Exercise requirements :: Word for word, restate the lines of the material below from its first line through the one containing "returning plain text.". Omit the rest.
[Start of Attachment]
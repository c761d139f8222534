use super::types::{ProviderMessage, ProviderResponse, ToolSpec};
use std::future::Future;
use std::pin::Pin;

/// A chat-completion backend.
pub trait Provider: Send + Sync {
    /// Provider identifier (e.g. "gemini").
    fn name(&self) -> &str;

    /// Single-turn completion returning plain text.
    fn chat_with_system<'a>(
        &'a self,
        system_prompt: Option<&'a str>,
        message: &'a str,
        model: &'a str,
        temperature: f64,
    ) -> Pin<Box<dyn Future<Output = anyhow::Result<String>> + Send + 'a>>;

    /// Multi-turn completion that may request tool calls.
    fn chat_with_tools<'a>(
        &'a self,
        system_prompt: Option<&'a str>,
        messages: &'a [ProviderMessage],
        tools: &'a [ToolSpec],
        model: &'a str,
        temperature: f64,
    ) -> Pin<Box<dyn Future<Output = anyhow::Result<ProviderResponse>> + Send + 'a>>;
}
#![warn(clippy::all, clippy::pedantic)]
#![allow(
    clippy::missing_errors_doc,
    clippy::missing_panics_doc,
    clippy::unnecessary_literal_bound,
    clippy::module_name_repetitions,
    clippy::struct_field_names
)]

use anyhow::Result;
use clap::Parser;
use tracing_subscriber::FmtSubscriber;

mod app;
mod cli;

use cli::commands::Cli;
use guarded_relay::Config;

#[tokio::main]
async fn main() -> Result<()> {
    // Both ring and aws-lc-rs may be compiled in; pick one explicitly.
    if let Err(e) = rustls::crypto::ring::default_provider().install_default() {
        eprintln!("Warning: Failed to install default crypto provider: {e:?}");
    }

    let cli = Cli::parse();

    let subscriber = FmtSubscriber::builder()
        .with_max_level(cli.log_level())
        .with_writer(std::io::stderr)
        .finish();
    tracing::subscriber::set_global_default(subscriber)?;

    let config = Config::load_or_init(cli.config.as_deref())?;
    app::dispatch::dispatch(cli, config).await
}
[End of Attachment]
Solution to this exercise ::
repository c761d139f8222534
use super::types::{ProviderMessage, ProviderResponse, ToolSpec};
use std::future::Future;
use std::pin::Pin;

/// A chat-completion backend.
pub trait Provider: Send + Sync {
    /// Provider identifier (e.g. "gemini").
    fn name(&self) -> &str;

    /// Single-turn completion returning plain text.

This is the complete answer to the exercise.